Assignment >>
Select and copy out every line in the records containing "strings".

++++ Source records

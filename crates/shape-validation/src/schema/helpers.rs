//! Helper functions for parsing JSON schemas
//!
//! This module contains utility functions for extracting typed keyword values
//! from a schema object, with proper error handling.

use crate::error::{SchemaError, SchemaPath, SchemaResult};
use serde_json::{Map, Value};

pub(super) type SchemaMap = Map<String, Value>;

fn invalid_field(key: &str, expected: &'static str, path: &SchemaPath) -> SchemaError {
    SchemaError::InvalidField {
        field: key.to_string(),
        expected,
        path: path.clone(),
    }
}

/// Extend a schema path by one segment
pub(super) fn child_path(path: &SchemaPath, segment: impl Into<String>) -> SchemaPath {
    let mut child = path.clone();
    child.push(segment);
    child
}

/// Get a string value by key
pub(super) fn get_string(
    map: &SchemaMap,
    key: &str,
    path: &SchemaPath,
) -> SchemaResult<Option<String>> {
    match map.get(key) {
        None => Ok(None),
        Some(Value::String(s)) => Ok(Some(s.clone())),
        Some(_) => Err(invalid_field(key, "a string", path)),
    }
}

/// Get a number value by key
pub(super) fn get_number(map: &SchemaMap, key: &str, path: &SchemaPath) -> SchemaResult<Option<f64>> {
    match map.get(key) {
        None => Ok(None),
        Some(value) => value
            .as_f64()
            .map(Some)
            .ok_or_else(|| invalid_field(key, "a number", path)),
    }
}

/// Get a usize value by key
pub(super) fn get_usize(map: &SchemaMap, key: &str, path: &SchemaPath) -> SchemaResult<Option<usize>> {
    match map.get(key) {
        None => Ok(None),
        Some(value) => value
            .as_u64()
            .and_then(|n| usize::try_from(n).ok())
            .map(Some)
            .ok_or_else(|| invalid_field(key, "a non-negative integer", path)),
    }
}

/// Get a boolean value by key
pub(super) fn get_bool(map: &SchemaMap, key: &str, path: &SchemaPath) -> SchemaResult<Option<bool>> {
    match map.get(key) {
        None => Ok(None),
        Some(Value::Bool(b)) => Ok(Some(*b)),
        Some(_) => Err(invalid_field(key, "a boolean", path)),
    }
}

/// Get an array value by key
pub(super) fn get_array<'a>(
    map: &'a SchemaMap,
    key: &str,
    path: &SchemaPath,
) -> SchemaResult<Option<&'a Vec<Value>>> {
    match map.get(key) {
        None => Ok(None),
        Some(Value::Array(items)) => Ok(Some(items)),
        Some(_) => Err(invalid_field(key, "an array", path)),
    }
}

/// Get an array of strings by key
pub(super) fn get_string_array(
    map: &SchemaMap,
    key: &str,
    path: &SchemaPath,
) -> SchemaResult<Option<Vec<String>>> {
    let Some(items) = get_array(map, key, path)? else {
        return Ok(None);
    };

    let result: SchemaResult<Vec<_>> = items
        .iter()
        .map(|item| {
            item.as_str()
                .map(str::to_string)
                .ok_or_else(|| invalid_field(key, "an array of strings", path))
        })
        .collect();
    result.map(Some)
}

/// Get an array of numbers by key
pub(super) fn get_number_array(
    map: &SchemaMap,
    key: &str,
    path: &SchemaPath,
) -> SchemaResult<Option<Vec<f64>>> {
    let Some(items) = get_array(map, key, path)? else {
        return Ok(None);
    };

    let result: SchemaResult<Vec<_>> = items
        .iter()
        .map(|item| {
            item.as_f64()
                .ok_or_else(|| invalid_field(key, "an array of numbers", path))
        })
        .collect();
    result.map(Some)
}

#[cfg(test)]
mod tests {
    use super::*;
    use serde_json::json;

    fn map(value: Value) -> SchemaMap {
        match value {
            Value::Object(map) => map,
            _ => panic!("Expected object"),
        }
    }

    #[test]
    fn test_get_usize() {
        let path = SchemaPath::new();
        let m = map(json!({"minLength": 3, "maxLength": -1, "minItems": 1.5}));
        assert_eq!(get_usize(&m, "minLength", &path).unwrap(), Some(3));
        assert_eq!(get_usize(&m, "absent", &path).unwrap(), None);
        assert!(get_usize(&m, "maxLength", &path).is_err());
        assert!(get_usize(&m, "minItems", &path).is_err());
    }

    #[test]
    fn test_get_number_accepts_integers_and_floats() {
        let path = SchemaPath::new();
        let m = map(json!({"minimum": 0, "maximum": 10.5, "bad": "10"}));
        assert_eq!(get_number(&m, "minimum", &path).unwrap(), Some(0.0));
        assert_eq!(get_number(&m, "maximum", &path).unwrap(), Some(10.5));
        assert!(get_number(&m, "bad", &path).is_err());
    }

    #[test]
    fn test_get_string_array_rejects_mixed_items() {
        let path = SchemaPath::new();
        let m = map(json!({"required": ["id", "name"], "enum": ["a", 1]}));
        assert_eq!(
            get_string_array(&m, "required", &path).unwrap(),
            Some(vec!["id".to_string(), "name".to_string()])
        );
        let err = get_string_array(&m, "enum", &path).unwrap_err();
        assert_eq!(
            err.to_string(),
            "Field 'enum' must be an array of strings (at (root))"
        );
    }

    #[test]
    fn test_child_path() {
        let mut path = SchemaPath::new();
        path.push("object");
        let child = child_path(&path, "properties");
        assert_eq!(child.to_string(), "object > properties");
        assert_eq!(path.to_string(), "object");
    }
}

++++++++

Task solution >>
/// Get an array of strings by key
                .ok_or_else(|| invalid_field(key, "an array of strings", path))
            "Field 'enum' must be an array of strings (at (root))"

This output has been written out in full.